## Prompt
Write out the whole listing without a single alteration.

## Records for processing
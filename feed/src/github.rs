//! HTTP client for the GitHub public events API.
//!
//! One request per run, no retries:
//!
//! ```text
//! GET {api_url}/users/{username}/events
//! Accept: application/vnd.github+json
//! User-Agent: gh-feed/<version>
//! Authorization: token <token>        (only when a token is configured)
//! ```
//!
//! The body is returned as raw JSON values so the cache and the JSON export
//! can store exactly what the API sent.
//!
//! # Example
//!
//! ```no_run
//! use std::time::Duration;
//! use gh_feed::github::GitHubClient;
//!
//! #[tokio::main]
//! async fn main() {
//!     let client = GitHubClient::new(
//!         "https://api.github.com",
//!         None,
//!         Duration::from_secs(30),
//!     )
//!     .unwrap();
//!
//!     let fetched = client.fetch_events("octocat").await.unwrap();
//!     println!("{} events", fetched.events.len());
//! }
//! ```

use std::time::Duration;

use reqwest::header::{HeaderMap, HeaderValue, ACCEPT, AUTHORIZATION, USER_AGENT};
use reqwest::{Client, StatusCode};
use serde_json::Value;
use thiserror::Error;
use tracing::{debug, info, warn};

/// Default GitHub API base URL.
pub const DEFAULT_API_URL: &str = "https://api.github.com";

/// Remaining-request count at or below which the user is warned.
pub const RATE_LIMIT_WARNING_THRESHOLD: u32 = 5;

/// Response header carrying the remaining request quota.
const RATE_LIMIT_REMAINING_HEADER: &str = "x-ratelimit-remaining";

/// Media type recommended by the GitHub REST API.
const GITHUB_MEDIA_TYPE: &str = "application/vnd.github+json";

/// Errors that can occur while fetching events.
#[derive(Error, Debug)]
pub enum GitHubError {
    /// Transport-level failure (DNS, connect, timeout, TLS, body read).
    #[error("HTTP error: {0}")]
    Http(#[from] reqwest::Error),

    /// The user does not exist (404).
    #[error("user '{username}' not found")]
    UserNotFound { username: String },

    /// API rate limit exhausted (403).
    #[error("rate limit exceeded")]
    RateLimited,

    /// Any other non-success status.
    #[error("server error: {status} - {message}")]
    Status { status: u16, message: String },

    /// The response body is not a JSON array of events.
    #[error("JSON error: {0}")]
    Json(#[from] serde_json::Error),

    /// The username cannot be used in a request path.
    #[error("invalid username '{0}'")]
    InvalidUsername(String),

    /// The token contains characters not allowed in a header.
    #[error("invalid header value: {0}")]
    InvalidHeader(#[from] reqwest::header::InvalidHeaderValue),
}

impl GitHubError {
    /// Returns `true` for failures that mean the API was unreachable.
    ///
    /// These are the cases where a stale cache is an acceptable answer.
    #[must_use]
    pub fn is_connection(&self) -> bool {
        matches!(self, Self::Http(e) if e.is_connect() || e.is_timeout() || e.is_request())
    }

    /// The message shown to the user for this failure.
    #[must_use]
    pub fn user_message(&self) -> String {
        match self {
            Self::UserNotFound { username } => format!("Error: User '{username}' not found."),
            Self::RateLimited => "Error: Rate limit exceeded. Try again later.".to_string(),
            Self::Status { status, message } => format!("HTTP Error {status}: {message}"),
            Self::Http(e) if self.is_connection() => format!("Connection error: {e}"),
            other => format!("Error: {other}"),
        }
    }
}

/// A successful fetch.
#[derive(Debug, Clone, PartialEq)]
pub struct FetchedEvents {
    /// Raw event records in API order.
    pub events: Vec<Value>,

    /// Value of `X-RateLimit-Remaining`, when present and numeric.
    pub rate_limit_remaining: Option<u32>,
}

impl FetchedEvents {
    /// Returns `true` if the remaining quota is at or below the warning threshold.
    #[must_use]
    pub fn nearing_rate_limit(&self) -> bool {
        self.rate_limit_remaining
            .is_some_and(|remaining| remaining <= RATE_LIMIT_WARNING_THRESHOLD)
    }
}

/// Client for the public events endpoint.
#[derive(Debug, Clone)]
pub struct GitHubClient {
    client: Client,
    api_url: String,
    token: Option<String>,
}

impl GitHubClient {
    /// Creates a client for `api_url`.
    ///
    /// A trailing slash on `api_url` is ignored. A blank token is treated as
    /// no token.
    ///
    /// # Errors
    ///
    /// Returns [`GitHubError::Http`] if the underlying HTTP client cannot be
    /// built.
    pub fn new(
        api_url: impl Into<String>,
        token: Option<String>,
        timeout: Duration,
    ) -> Result<Self, GitHubError> {
        let client = Client::builder().timeout(timeout).build()?;

        let api_url = api_url.into().trim_end_matches('/').to_string();
        let token = token.filter(|t| !t.trim().is_empty());

        Ok(Self {
            client,
            api_url,
            token,
        })
    }

    /// Returns `true` if requests carry an `Authorization` header.
    #[must_use]
    pub fn has_token(&self) -> bool {
        self.token.is_some()
    }

    /// URL of the events endpoint for `username`.
    #[must_use]
    pub fn events_url(&self, username: &str) -> String {
        format!("{}/users/{username}/events", self.api_url)
    }

    /// Fetches the public events of `username`.
    ///
    /// # Errors
    ///
    /// - [`GitHubError::InvalidUsername`] before any request is made
    /// - [`GitHubError::UserNotFound`] on 404
    /// - [`GitHubError::RateLimited`] on 403
    /// - [`GitHubError::Status`] on any other non-success status
    /// - [`GitHubError::Http`] on transport failure
    /// - [`GitHubError::Json`] if the body is not a JSON array
    pub async fn fetch_events(&self, username: &str) -> Result<FetchedEvents, GitHubError> {
        validate_username(username)?;

        let url = self.events_url(username);
        let headers = self.headers()?;

        debug!(url = %url, authenticated = self.has_token(), "Fetching events");

        let response = self.client.get(&url).headers(headers).send().await?;
        let status = response.status();

        let rate_limit_remaining = response
            .headers()
            .get(RATE_LIMIT_REMAINING_HEADER)
            .and_then(|v| v.to_str().ok())
            .and_then(|s| s.trim().parse::<u32>().ok());

        match status {
            StatusCode::NOT_FOUND => {
                return Err(GitHubError::UserNotFound {
                    username: username.to_string(),
                })
            }
            StatusCode::FORBIDDEN => {
                warn!(?rate_limit_remaining, "Request forbidden by GitHub API");
                return Err(GitHubError::RateLimited);
            }
            _ if !status.is_success() => {
                let message = status
                    .canonical_reason()
                    .map(str::to_string)
                    .unwrap_or_else(|| status.as_str().to_string());
                return Err(GitHubError::Status {
                    status: status.as_u16(),
                    message,
                });
            }
            _ => {}
        }

        let body = response.bytes().await?;
        let events: Vec<Value> = serde_json::from_slice(&body)?;

        info!(
            username,
            events = events.len(),
            ?rate_limit_remaining,
            "Fetched events"
        );

        Ok(FetchedEvents {
            events,
            rate_limit_remaining,
        })
    }

    fn headers(&self) -> Result<HeaderMap, GitHubError> {
        let mut headers = HeaderMap::new();
        headers.insert(ACCEPT, HeaderValue::from_static(GITHUB_MEDIA_TYPE));
        headers.insert(
            USER_AGENT,
            HeaderValue::from_static(concat!("gh-feed/", env!("CARGO_PKG_VERSION"))),
        );
        if let Some(token) = &self.token {
            let mut value = HeaderValue::from_str(&format!("token {token}"))?;
            value.set_sensitive(true);
            headers.insert(AUTHORIZATION, value);
        }
        Ok(headers)
    }
}

/// Checks that `username` is a plausible GitHub login.
///
/// Logins are ASCII letters, digits and hyphens.
///
/// # Errors
///
/// Returns [`GitHubError::InvalidUsername`] otherwise.
pub fn validate_username(username: &str) -> Result<(), GitHubError> {
    let valid = !username.is_empty()
        && username
            .chars()
            .all(|c| c.is_ascii_alphanumeric() || c == '-');

    if valid {
        Ok(())
    } else {
        Err(GitHubError::InvalidUsername(username.to_string()))
    }
}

## Reply to the task
filename feed/src/github.rs
//! HTTP client for the GitHub public events API.
//!
//! One request per run, no retries:
//!
//! ```text
//! GET {api_url}/users/{username}/events
//! Accept: application/vnd.github+json
//! User-Agent: gh-feed/<version>
//! Authorization: token <token>        (only when a token is configured)
//! ```
//!
//! The body is returned as raw JSON values so the cache and the JSON export
//! can store exactly what the API sent.
//!
//! # Example
//!
//! ```no_run
//! use std::time::Duration;
//! use gh_feed::github::GitHubClient;
//!
//! #[tokio::main]
//! async fn main() {
//!     let client = GitHubClient::new(
//!         "https://api.github.com",
//!         None,
//!         Duration::from_secs(30),
//!     )
//!     .unwrap();
//!
//!     let fetched = client.fetch_events("octocat").await.unwrap();
//!     println!("{} events", fetched.events.len());
//! }
//! ```

use std::time::Duration;

use reqwest::header::{HeaderMap, HeaderValue, ACCEPT, AUTHORIZATION, USER_AGENT};
use reqwest::{Client, StatusCode};
use serde_json::Value;
use thiserror::Error;
use tracing::{debug, info, warn};

/// Default GitHub API base URL.
pub const DEFAULT_API_URL: &str = "https://api.github.com";

/// Remaining-request count at or below which the user is warned.
pub const RATE_LIMIT_WARNING_THRESHOLD: u32 = 5;

/// Response header carrying the remaining request quota.
const RATE_LIMIT_REMAINING_HEADER: &str = "x-ratelimit-remaining";

/// Media type recommended by the GitHub REST API.
const GITHUB_MEDIA_TYPE: &str = "application/vnd.github+json";

/// Errors that can occur while fetching events.
#[derive(Error, Debug)]
pub enum GitHubError {
    /// Transport-level failure (DNS, connect, timeout, TLS, body read).
    #[error("HTTP error: {0}")]
    Http(#[from] reqwest::Error),

    /// The user does not exist (404).
    #[error("user '{username}' not found")]
    UserNotFound { username: String },

    /// API rate limit exhausted (403).
    #[error("rate limit exceeded")]
    RateLimited,

    /// Any other non-success status.
    #[error("server error: {status} - {message}")]
    Status { status: u16, message: String },

    /// The response body is not a JSON array of events.
    #[error("JSON error: {0}")]
    Json(#[from] serde_json::Error),

    /// The username cannot be used in a request path.
    #[error("invalid username '{0}'")]
    InvalidUsername(String),

    /// The token contains characters not allowed in a header.
    #[error("invalid header value: {0}")]
    InvalidHeader(#[from] reqwest::header::InvalidHeaderValue),
}

impl GitHubError {
    /// Returns `true` for failures that mean the API was unreachable.
    ///
    /// These are the cases where a stale cache is an acceptable answer.
    #[must_use]
    pub fn is_connection(&self) -> bool {
        matches!(self, Self::Http(e) if e.is_connect() || e.is_timeout() || e.is_request())
    }

    /// The message shown to the user for this failure.
    #[must_use]
    pub fn user_message(&self) -> String {
        match self {
            Self::UserNotFound { username } => format!("Error: User '{username}' not found."),
            Self::RateLimited => "Error: Rate limit exceeded. Try again later.".to_string(),
            Self::Status { status, message } => format!("HTTP Error {status}: {message}"),
            Self::Http(e) if self.is_connection() => format!("Connection error: {e}"),
            other => format!("Error: {other}"),
        }
    }
}

/// A successful fetch.
#[derive(Debug, Clone, PartialEq)]
pub struct FetchedEvents {
    /// Raw event records in API order.
    pub events: Vec<Value>,

    /// Value of `X-RateLimit-Remaining`, when present and numeric.
    pub rate_limit_remaining: Option<u32>,
}

impl FetchedEvents {
    /// Returns `true` if the remaining quota is at or below the warning threshold.
    #[must_use]
    pub fn nearing_rate_limit(&self) -> bool {
        self.rate_limit_remaining
            .is_some_and(|remaining| remaining <= RATE_LIMIT_WARNING_THRESHOLD)
    }
}

/// Client for the public events endpoint.
#[derive(Debug, Clone)]
pub struct GitHubClient {
    client: Client,
    api_url: String,
    token: Option<String>,
}

impl GitHubClient {
    /// Creates a client for `api_url`.
    ///
    /// A trailing slash on `api_url` is ignored. A blank token is treated as
    /// no token.
    ///
    /// # Errors
    ///
    /// Returns [`GitHubError::Http`] if the underlying HTTP client cannot be
    /// built.
    pub fn new(
        api_url: impl Into<String>,
        token: Option<String>,
        timeout: Duration,
    ) -> Result<Self, GitHubError> {
        let client = Client::builder().timeout(timeout).build()?;

        let api_url = api_url.into().trim_end_matches('/').to_string();
        let token = token.filter(|t| !t.trim().is_empty());

        Ok(Self {
            client,
            api_url,
            token,
        })
    }

    /// Returns `true` if requests carry an `Authorization` header.
    #[must_use]
    pub fn has_token(&self) -> bool {
        self.token.is_some()
    }

    /// URL of the events endpoint for `username`.
    #[must_use]
    pub fn events_url(&self, username: &str) -> String {
        format!("{}/users/{username}/events", self.api_url)
    }

    /// Fetches the public events of `username`.
    ///
    /// # Errors
    ///
    /// - [`GitHubError::InvalidUsername`] before any request is made
    /// - [`GitHubError::UserNotFound`] on 404
    /// - [`GitHubError::RateLimited`] on 403
    /// - [`GitHubError::Status`] on any other non-success status
    /// - [`GitHubError::Http`] on transport failure
    /// - [`GitHubError::Json`] if the body is not a JSON array
    pub async fn fetch_events(&self, username: &str) -> Result<FetchedEvents, GitHubError> {
        validate_username(username)?;

        let url = self.events_url(username);
        let headers = self.headers()?;

        debug!(url = %url, authenticated = self.has_token(), "Fetching events");

        let response = self.client.get(&url).headers(headers).send().await?;
        let status = response.status();

        let rate_limit_remaining = response
            .headers()
            .get(RATE_LIMIT_REMAINING_HEADER)
            .and_then(|v| v.to_str().ok())
            .and_then(|s| s.trim().parse::<u32>().ok());

        match status {
            StatusCode::NOT_FOUND => {
                return Err(GitHubError::UserNotFound {
                    username: username.to_string(),
                })
            }
            StatusCode::FORBIDDEN => {
                warn!(?rate_limit_remaining, "Request forbidden by GitHub API");
                return Err(GitHubError::RateLimited);
            }
            _ if !status.is_success() => {
                let message = status
                    .canonical_reason()
                    .map(str::to_string)
                    .unwrap_or_else(|| status.as_str().to_string());
                return Err(GitHubError::Status {
                    status: status.as_u16(),
                    message,
                });
            }
            _ => {}
        }

        let body = response.bytes().await?;
        let events: Vec<Value> = serde_json::from_slice(&body)?;

        info!(
            username,
            events = events.len(),
            ?rate_limit_remaining,
            "Fetched events"
        );

        Ok(FetchedEvents {
            events,
            rate_limit_remaining,
        })
    }

    fn headers(&self) -> Result<HeaderMap, GitHubError> {
        let mut headers = HeaderMap::new();
        headers.insert(ACCEPT, HeaderValue::from_static(GITHUB_MEDIA_TYPE));
        headers.insert(
            USER_AGENT,
            HeaderValue::from_static(concat!("gh-feed/", env!("CARGO_PKG_VERSION"))),
        );
        if let Some(token) = &self.token {
            let mut value = HeaderValue::from_str(&format!("token {token}"))?;
            value.set_sensitive(true);
            headers.insert(AUTHORIZATION, value);
        }
        Ok(headers)
    }
}

/// Checks that `username` is a plausible GitHub login.
///
/// Logins are ASCII letters, digits and hyphens.
///
/// # Errors
///
/// Returns [`GitHubError::InvalidUsername`] otherwise.
pub fn validate_username(username: &str) -> Result<(), GitHubError> {
    let valid = !username.is_empty()
        && username
            .chars()
            .all(|c| c.is_ascii_alphanumeric() || c == '-');

    if valid {
        Ok(())
    } else {
        Err(GitHubError::InvalidUsername(username.to_string()))
    }
}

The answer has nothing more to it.